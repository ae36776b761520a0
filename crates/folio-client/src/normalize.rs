//! Normalization of raw project records into [`ProjectSummary`].
//!
//! Alias precedence (first present, non-empty value wins):
//!
//! | Field         | Keys                   | Fallback             |
//! |---------------|------------------------|----------------------|
//! | `id`          | `id`, `_id`            | `""`                 |
//! | `name`        | `name`, `title`        | `"Untitled Project"` |
//! | `description` | `description`          | `""`                 |
//! | `status`      | `status` (lowercased)  | absent               |
//! | `visibility`  | `visibility` (lowercased) | absent            |
//! | `image_url`   | `imageUrl`, `image`    | `""`                 |
//! | `created_at`  | `createdAt` (RFC 3339) | fetch time           |
//! | `updated_at`  | `updatedAt` (RFC 3339) | fetch time           |

use chrono::{DateTime, Utc};
use folio_core::{ProjectSummary, RECENT_PROJECTS_LIMIT};
use serde_json::Value;

use crate::projects::ProjectsDigest;
use crate::types::RawProject;

const UNTITLED_PROJECT: &str = "Untitled Project";

/// Converts a [`RawProject`] into the canonical [`ProjectSummary`].
///
/// `fetched_at` stands in for timestamps the record does not carry or that
/// fail to parse.
#[must_use]
pub fn normalize_project(raw: RawProject, fetched_at: DateTime<Utc>) -> ProjectSummary {
    let id = [raw.id.as_ref(), raw.underscore_id.as_ref()]
        .into_iter()
        .flatten()
        .find_map(id_from_value)
        .unwrap_or_default();

    let name = first_present([raw.name.as_deref(), raw.title.as_deref()])
        .unwrap_or(UNTITLED_PROJECT)
        .to_string();
    let image_url = first_present([raw.image_url.as_deref(), raw.image.as_deref()])
        .unwrap_or_default()
        .to_string();

    ProjectSummary {
        id,
        name,
        description: raw.description.unwrap_or_default(),
        status: lowercased(raw.status.as_deref()),
        visibility: lowercased(raw.visibility.as_deref()),
        technologies: raw.technologies.unwrap_or_default().into_iter().collect(),
        github_url: raw.github_url.unwrap_or_default(),
        live_url: raw.live_url.unwrap_or_default(),
        image_url,
        created_at: parse_timestamp(raw.created_at.as_deref()).unwrap_or(fetched_at),
        updated_at: parse_timestamp(raw.updated_at.as_deref()).unwrap_or(fetched_at),
    }
}

/// Filters to the published subset and keeps the first
/// [`RECENT_PROJECTS_LIMIT`] in source order, alongside the full count.
#[must_use]
pub fn select_published(projects: Vec<ProjectSummary>) -> ProjectsDigest {
    let published: Vec<ProjectSummary> = projects
        .into_iter()
        .filter(ProjectSummary::is_published)
        .collect();
    let published_count = published.len() as u64;
    let recent = published.into_iter().take(RECENT_PROJECTS_LIMIT).collect();

    ProjectsDigest {
        recent,
        published_count,
    }
}

fn first_present<const N: usize>(candidates: [Option<&str>; N]) -> Option<&str> {
    candidates.into_iter().flatten().find(|s| !s.is_empty())
}

fn lowercased(value: Option<&str>) -> Option<String> {
    value.filter(|s| !s.is_empty()).map(str::to_lowercase)
}

/// Accepts string ids, numeric ids, and Mongo-style `{"$oid": "..."}` objects.
fn id_from_value(value: &Value) -> Option<String> {
    match value {
        Value::String(s) if !s.is_empty() => Some(s.clone()),
        Value::Number(n) => Some(n.to_string()),
        Value::Object(map) => map
            .get("$oid")
            .and_then(Value::as_str)
            .filter(|s| !s.is_empty())
            .map(str::to_owned),
        _ => None,
    }
}

fn parse_timestamp(raw: Option<&str>) -> Option<DateTime<Utc>> {
    raw.and_then(|s| DateTime::parse_from_rfc3339(s).ok())
        .map(|dt| dt.with_timezone(&Utc))
}
//! HTTP client for the dashboard's backend sources.
//!
//! Every source is fetched through [`DashboardClient::fetch`], which converts
//! transport errors, non-2xx statuses, malformed bodies, and `success: false`
//! envelopes into a [`SourceError`] so nothing escapes the fetch boundary.
//! Project records are normalized here; identity is loaded and cached
//! separately from the analytics sources.

pub mod analytics;
pub mod client;
pub mod endpoint;
pub mod error;
pub mod normalize;
pub mod profile;
pub mod projects;
pub mod types;

pub use client::DashboardClient;
pub use endpoint::Endpoint;
pub use error::{CacheError, ClientError, FailureKind, SourceError, SourceResult};
pub use normalize::{normalize_project, select_published};
pub use profile::{ProfileCache, ProfileLoader, PROFILE_CACHE_KEY};
pub use projects::{ProjectsDigest, ProjectsLoader};
pub use types::{PortfolioMetrics, RawProject, SocialMediaMetrics, SocialOverview};
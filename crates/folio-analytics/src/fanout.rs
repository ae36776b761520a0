//! Settle-all fan-out over the polled analytics sources.

use std::future::Future;

use folio_client::{DashboardClient, PortfolioMetrics, SocialOverview, SourceResult};
use folio_core::PublishedPost;

/// The sources polled every round, in merge precedence order.
#[derive(Debug, Clone, Copy, PartialEq, Eq, Hash)]
pub enum AnalyticsSource {
    PortfolioMetrics,
    SocialOverview,
    PublishedPosts,
}

impl AnalyticsSource {
    /// All polled sources in the order their merge rules apply.
    pub const ALL: [AnalyticsSource; 3] = [
        AnalyticsSource::PortfolioMetrics,
        AnalyticsSource::SocialOverview,
        AnalyticsSource::PublishedPosts,
    ];

    /// Lower values merge first; later sources win overwrite conflicts.
    #[must_use]
    pub fn precedence(self) -> u8 {
        match self {
            AnalyticsSource::PortfolioMetrics => 0,
            AnalyticsSource::SocialOverview => 1,
            AnalyticsSource::PublishedPosts => 2,
        }
    }

    #[must_use]
    pub fn name(self) -> &'static str {
        match self {
            AnalyticsSource::PortfolioMetrics => "portfolio_metrics",
            AnalyticsSource::SocialOverview => "social_media_overview",
            AnalyticsSource::PublishedPosts => "published_posts",
        }
    }
}

/// Parsed payload of one polled source.
#[derive(Debug, Clone, PartialEq)]
pub enum SourcePayload {
    Metrics(PortfolioMetrics),
    SocialOverview(SocialOverview),
    PublishedPosts(Vec<PublishedPost>),
}

/// One source's outcome from a fan-out round.
#[derive(Debug)]
pub struct SettledSource {
    pub source: AnalyticsSource,
    pub result: SourceResult<SourcePayload>,
}

/// Something that can fetch the polled sources.
///
/// [`DashboardClient`] is the production implementation; tests substitute
/// scripted feeds with controlled latency and failures.
pub trait AnalyticsFeed: Send + Sync + 'static {
    fn fetch_source(
        &self,
        source: AnalyticsSource,
    ) -> impl Future<Output = SourceResult<SourcePayload>> + Send;
}

impl AnalyticsFeed for DashboardClient {
    async fn fetch_source(&self, source: AnalyticsSource) -> SourceResult<SourcePayload> {
        match source {
            AnalyticsSource::PortfolioMetrics => self
                .fetch_portfolio_metrics()
                .await
                .map(SourcePayload::Metrics),
            AnalyticsSource::SocialOverview => self
                .fetch_social_overview()
                .await
                .map(SourcePayload::SocialOverview),
            AnalyticsSource::PublishedPosts => self
                .fetch_published_posts()
                .await
                .map(SourcePayload::PublishedPosts),
        }
    }
}

/// Drives every future concurrently and waits for all of them, whatever
/// each one resolves to. Outputs keep the input order.
pub async fn settle_all<I>(futures: I) -> Vec<<I::Item as Future>::Output>
where
    I: IntoIterator,
    I::Item: Future,
{
    futures::future::join_all(futures).await
}

/// Fetches the given sources concurrently and returns one [`SettledSource`]
/// per input, in input order. A failed source never cancels the others.
pub async fn fetch_round<F: AnalyticsFeed>(
    feed: &F,
    sources: &[AnalyticsSource],
) -> Vec<SettledSource> {
    settle_all(sources.iter().copied().map(|source| async move {
        SettledSource {
            source,
            result: feed.fetch_source(source).await,
        }
    }))
    .await
}

#[cfg(test)]
mod tests {
    use std::time::Duration;

    use tokio::time::{sleep, Instant};

    use super::*;

    #[tokio::test(start_paused = true)]
    async fn settle_all_costs_the_slowest_latency_not_the_sum() {
        let start = Instant::now();
        let latencies = [100_u64, 400, 50];

        let outputs = settle_all(latencies.iter().map(|&ms| async move {
            sleep(Duration::from_millis(ms)).await;
            ms
        }))
        .await;

        assert_eq!(start.elapsed(), Duration::from_millis(400));
        assert_eq!(outputs, vec![100, 400, 50]);
    }

    #[tokio::test(start_paused = true)]
    async fn settle_all_waits_for_every_future_after_an_early_failure() {
        let outputs = settle_all((0..3_u64).map(|i| async move {
            if i == 0 {
                return Err(i);
            }
            sleep(Duration::from_millis(i * 100)).await;
            Ok(i)
        }))
        .await;

        assert_eq!(outputs, vec![Err(0), Ok(1), Ok(2)]);
    }

    struct EmptyFeed;

    impl AnalyticsFeed for EmptyFeed {
        async fn fetch_source(&self, _source: AnalyticsSource) -> SourceResult<SourcePayload> {
            Ok(SourcePayload::PublishedPosts(Vec::new()))
        }
    }

    #[tokio::test]
    async fn fetch_round_can_run_on_a_spawned_task() {
        let feed = std::sync::Arc::new(EmptyFeed);
        let sources: std::sync::Arc<[AnalyticsSource]> = std::sync::Arc::from(AnalyticsSource::ALL);

        let round = tokio::spawn(async move { fetch_round(feed.as_ref(), &sources).await })
            .await
            .expect("round task should not panic");

        let order: Vec<AnalyticsSource> = round.iter().map(|s| s.source).collect();
        assert_eq!(order, AnalyticsSource::ALL.to_vec());
        assert!(round.iter().all(|s| s.result.is_ok()));
    }

    #[test]
    fn precedence_follows_declared_order() {
        let order: Vec<u8> = AnalyticsSource::ALL.iter().map(|s| s.precedence()).collect();
        assert_eq!(order, vec![0, 1, 2]);
    }
}
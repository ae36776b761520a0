//! Wire types for the dashboard backend.
//!
//! Numeric fields are all optional: a missing or `null` value means "no new
//! information" and the merger keeps the previous value.

use folio_core::PublishedPost;
use serde::Deserialize;
use serde_json::Value;

// ---------------------------------------------------------------------------
// /api/dashboard/portfolio-metrics
// ---------------------------------------------------------------------------

/// `{ "data": { ... } }` envelope of the portfolio-metrics endpoint.
#[derive(Debug, Deserialize)]
pub(crate) struct MetricsEnvelope {
    #[serde(default)]
    pub data: Option<PortfolioMetrics>,
}

#[derive(Debug, Clone, Default, PartialEq, Deserialize)]
#[serde(rename_all = "camelCase")]
pub struct PortfolioMetrics {
    #[serde(default)]
    pub total_reach: Option<f64>,
    #[serde(default)]
    pub engagement_rate: Option<f64>,
    #[serde(default)]
    pub profile_views: Option<f64>,
    /// Present only when the backend has social-media figures to report.
    #[serde(default)]
    pub social_media: Option<SocialMediaMetrics>,
}

#[derive(Debug, Clone, Default, PartialEq, Deserialize)]
#[serde(rename_all = "camelCase")]
pub struct SocialMediaMetrics {
    #[serde(default)]
    pub total_reach: Option<f64>,
    #[serde(default)]
    pub total_posts: Option<f64>,
}

// ---------------------------------------------------------------------------
// /api/analytics/social-media-overview
// ---------------------------------------------------------------------------

#[derive(Debug, Deserialize)]
pub(crate) struct OverviewEnvelope {
    #[serde(default)]
    pub overview: Option<SocialOverview>,
}

#[derive(Debug, Clone, Default, PartialEq, Deserialize)]
#[serde(rename_all = "camelCase")]
pub struct SocialOverview {
    #[serde(default)]
    pub total_reach: Option<f64>,
    #[serde(default)]
    pub total_posts: Option<f64>,
}

// ---------------------------------------------------------------------------
// /api/analytics/published-posts
// ---------------------------------------------------------------------------

#[derive(Debug, Deserialize)]
pub(crate) struct PostsEnvelope {
    #[serde(default)]
    pub posts: Option<Vec<PublishedPost>>,
}

// ---------------------------------------------------------------------------
// /api/projects
// ---------------------------------------------------------------------------

#[derive(Debug, Deserialize)]
pub(crate) struct ProjectsEnvelope {
    #[serde(default)]
    pub data: Option<ProjectsData>,
}

/// Project entries are kept as raw JSON so one malformed record does not
/// fail the whole list.
#[derive(Debug, Deserialize)]
pub(crate) struct ProjectsData {
    #[serde(default)]
    pub projects: Option<Vec<Value>>,
}

/// A project record as the backend sends it.
///
/// Records come from more than one storage shape, so identifiers and names
/// appear under different keys; [`crate::normalize_project`] resolves them.
#[derive(Debug, Clone, Default, Deserialize)]
#[serde(rename_all = "camelCase")]
pub struct RawProject {
    #[serde(default)]
    pub id: Option<Value>,
    #[serde(default, rename = "_id")]
    pub underscore_id: Option<Value>,
    #[serde(default)]
    pub name: Option<String>,
    #[serde(default)]
    pub title: Option<String>,
    #[serde(default)]
    pub description: Option<String>,
    #[serde(default)]
    pub status: Option<String>,
    #[serde(default)]
    pub visibility: Option<String>,
    #[serde(default)]
    pub technologies: Option<Vec<String>>,
    #[serde(default)]
    pub github_url: Option<String>,
    #[serde(default)]
    pub live_url: Option<String>,
    #[serde(default)]
    pub image_url: Option<String>,
    #[serde(default)]
    pub image: Option<String>,
    #[serde(default)]
    pub created_at: Option<String>,
    #[serde(default)]
    pub updated_at: Option<String>,
}

// ---------------------------------------------------------------------------
// /api/auth/me
// ---------------------------------------------------------------------------

#[derive(Debug, Deserialize)]
pub(crate) struct UserEnvelope {
    #[serde(default)]
    pub user: Option<Value>,
}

━━━━━━━━━━━━━━━━━━━━━━━━━━━━━━

In the listing above, transcribe exactly everything from the line containing "of them, whatever" down to the line containing "Fetches the given", including both and nothing more.

> The answer:
/// Drives every future concurrently and waits for all of them, whatever
/// each one resolves to. Outputs keep the input order.
pub async fn settle_all<I>(futures: I) -> Vec<<I::Item as Future>::Output>
where
    I: IntoIterator,
    I::Item: Future,
{
    futures::future::join_all(futures).await
}

/// Fetches the given sources concurrently and returns one [`SettledSource`]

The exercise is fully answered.